Wayne Williams has now spent more than forty years in prison, still insisting he is innocent.
The story didn’t end with Wayne Williams’ conviction in 1982. For nearly forty years, a cloud of “what if” hung over the city. While the state was satisfied they had their man, the streets of Atlanta never quite felt like the math added up.
In March 2019, that lingering doubt finally forced the hand of the city’s leadership. Atlanta Mayor Keisha Lance Bottoms, along with Police Chief Erika Shields, made a stunning announcement: they were reopening the investigation into the remaining “closed” cases.
The decision wasn’t an admission that Williams was innocent, but rather an acknowledgment that the “administrative closure” of 24 murders without individual trials was a stain on the city’s history. Mayor Bottoms, who grew up in Atlanta during the terror of the early ‘80s, spoke with the weight of someone who remembered the fear firsthand.

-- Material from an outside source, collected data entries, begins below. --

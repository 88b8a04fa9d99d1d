//! Integration tests for reading CMakeCache.txt from disk
//!
//! These tests verify that the cache reader:
//! - Keeps only Qt5*/Qt6*/CMAKE_PROJECT_NAME entries
//! - Treats a missing or unreadable file as an empty cache
//! - Keeps values verbatim, including '=' and trailing whitespace

use camino::Utf8PathBuf;
use proptest::prelude::*;
use qttools::services::cmake_cache::{get_cmake_cache_value, parse_cache};
use qttools::services::{CMAKE_CACHE_FILENAME, CMakeCache, QtVersionFamily};
use tempfile::TempDir;

fn write_cache(contents: &str) -> (TempDir, Utf8PathBuf) {
    let temp_dir = TempDir::new().unwrap();
    let path = Utf8PathBuf::try_from(temp_dir.path().join(CMAKE_CACHE_FILENAME)).unwrap();
    std::fs::write(&path, contents).unwrap();
    (temp_dir, path)
}

#[tokio::test]
async fn test_read_recognized_entries() {
    let (_temp_dir, path) = write_cache(
        "# This is the CMakeCache file.\n\
         CMAKE_BUILD_TYPE:STRING=Debug\n\
         CMAKE_PROJECT_NAME:STATIC=calculator\n\
         Qt5_DIR:PATH=/opt/Qt/5.15.2/gcc_64/lib/cmake/Qt5\n\
         Qt5Core_DIR:PATH=/opt/Qt/5.15.2/gcc_64/lib/cmake/Qt5Core\n\
         //Path to a program.\n\
         CMAKE_AR:FILEPATH=/usr/bin/ar\n",
    );

    let cache = CMakeCache::read(&path).await;

    assert_eq!(cache.len(), 3);
    assert_eq!(cache.filename(), Some(path.as_path()));
    assert_eq!(cache.project_name(), Some("calculator"));
    assert!(cache.get("CMAKE_BUILD_TYPE").is_none());

    let hint = cache.qt_dir_hint().unwrap();
    assert_eq!(hint.key, "Qt5_DIR");
    assert_eq!(hint.family, QtVersionFamily::Qt5);
}

#[tokio::test]
async fn test_missing_file_is_empty_cache() {
    let temp_dir = TempDir::new().unwrap();
    let path = Utf8PathBuf::try_from(temp_dir.path().join("nope").join(CMAKE_CACHE_FILENAME)).unwrap();

    let cache = CMakeCache::read(&path).await;
    assert!(cache.is_empty());
    assert!(cache.qt_dir_hint().is_none());
    assert_eq!(get_cmake_cache_value("Qt5_DIR", &path).await, "");
}

#[tokio::test]
async fn test_qt6_hint_when_no_qt5() {
    let (_temp_dir, path) = write_cache(
        "Qt6_DIR:PATH=C:/Qt/6.5.0/msvc2019_64/lib/cmake/Qt6\r\n\
         Qt6Core_DIR:PATH=C:/Qt/6.5.0/msvc2019_64/lib/cmake/Qt6Core\r\n",
    );

    let hint = CMakeCache::read(&path).await.qt_dir_hint().unwrap();
    assert_eq!(hint.key, "Qt6_DIR");
    assert_eq!(hint.value, "C:/Qt/6.5.0/msvc2019_64/lib/cmake/Qt6");
    assert_eq!(hint.family, QtVersionFamily::Qt6);
}

#[tokio::test]
async fn test_value_kept_verbatim() {
    let (_temp_dir, path) = write_cache("Qt5_DIR:PATH=/a=b/c  \n");
    assert_eq!(get_cmake_cache_value("Qt5_DIR", &path).await, "/a=b/c  ");
}

#[tokio::test]
async fn test_invalid_utf8_is_tolerated() {
    let temp_dir = TempDir::new().unwrap();
    let path = Utf8PathBuf::try_from(temp_dir.path().join(CMAKE_CACHE_FILENAME)).unwrap();
    let mut bytes = b"CMAKE_PROJECT_NAME:STATIC=demo\n".to_vec();
    bytes.extend_from_slice(&[0xff, 0xfe, b'\n']);
    std::fs::write(&path, bytes).unwrap();

    let cache = CMakeCache::read(&path).await;
    assert_eq!(cache.project_name(), Some("demo"));
}

#[tokio::test]
async fn test_reread_picks_up_changes() {
    let (_temp_dir, path) = write_cache("CMAKE_PROJECT_NAME:STATIC=first\n");
    assert_eq!(CMakeCache::read(&path).await.project_name(), Some("first"));

    std::fs::write(&path, "CMAKE_PROJECT_NAME:STATIC=second\n").unwrap();
    assert_eq!(CMakeCache::read(&path).await.project_name(), Some("second"));
}

proptest! {
    #[test]
    fn unrecognized_keys_are_dropped(
        name in "[A-PR-Z_][A-Z0-9_]{0,20}",
        kind in "[A-Z]{1,10}",
        value in "[a-zA-Z0-9/._-]{1,30}",
    ) {
        prop_assume!(!name.starts_with("CMAKE_PROJECT_NAME"));
        let store = parse_cache(&format!("{name}:{kind}={value}\n"));
        prop_assert!(store.is_empty());
    }

    #[test]
    fn qt_keys_are_kept(
        suffix in "[A-Za-z0-9_]{0,15}",
        value in "[a-zA-Z0-9/._-]{1,30}",
    ) {
        let name = format!("Qt5{suffix}");
        let store = parse_cache(&format!("{name}:PATH={value}\n"));
        prop_assert_eq!(store.get(&name).map(String::as_str), Some(value.as_str()));
    }
}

“It’s about making sure that we have done everything humanly possible to ensure that there’s peace for these families,” she told the press. The goal was to use modern DNA technology—tech that investigators in 1981 couldn’t have even imagined—to see if the evidence in the evidence lockers still had secrets to tell.
The challenge for the 2019 team was immense. We aren’t just talking about old evidence; we’re talking about evidence that has survived four decades of storage, humidity, and the limitations of 1980s collection methods.
Many of the physical items—clothing, hair, and fibers—had degraded over time.
Over forty years, files get moved, boxes get lost, and the “chain of custody” (the legal paper trail of who handled what) becomes questionable.
While mitochondrial DNA testing in the early 2000s had already suggested a link to Williams, the 2019 push was looking for “Nuclear DNA”—the gold standard that can provide a definitive, one-in-a-billion match.
By 2021 and into 2022, the results began to trickle in, but they weren’t the “smoking gun” many hoped for.
Atlanta sent several samples to a specialized private lab in Salt Lake City that deals specifically with ancient or severely degraded DNA.
In some cases, the lab was able to pull enough data to further link Williams to specific victims. However, in other cases, the DNA was simply too far gone to provide a clear answer.
Perhaps the most frustrating part of the 2019 reopening is that while it bolstered the case against Williams for some of the murders, it didn’t necessarily close the door on the theory that he might not have acted alone—or that some of the 29 victims were killed by someone else entirely.
To this day, the investigation remains technically open. Wayne Williams, now an old man in the Hancock State Prison, still maintains that he was a scapegoat for a city that needed a villain.
For the families, the 2019 reopening wasn’t necessarily about seeing Williams stay in prison—he was already serving two life terms. It was about the dignity of a proper answer. For mothers like Catherine Leach, who lost her son Curtis in 1981, the science of 2019 was a final, desperate hope for a period at the end of a sentence that has remained a question mark for forty years.
As we stand in 2026, the “Atlanta Child Murders” remains a case where the legal resolution and the human resolution don’t quite align. The city has moved on, but 29 victims still do not have Justice.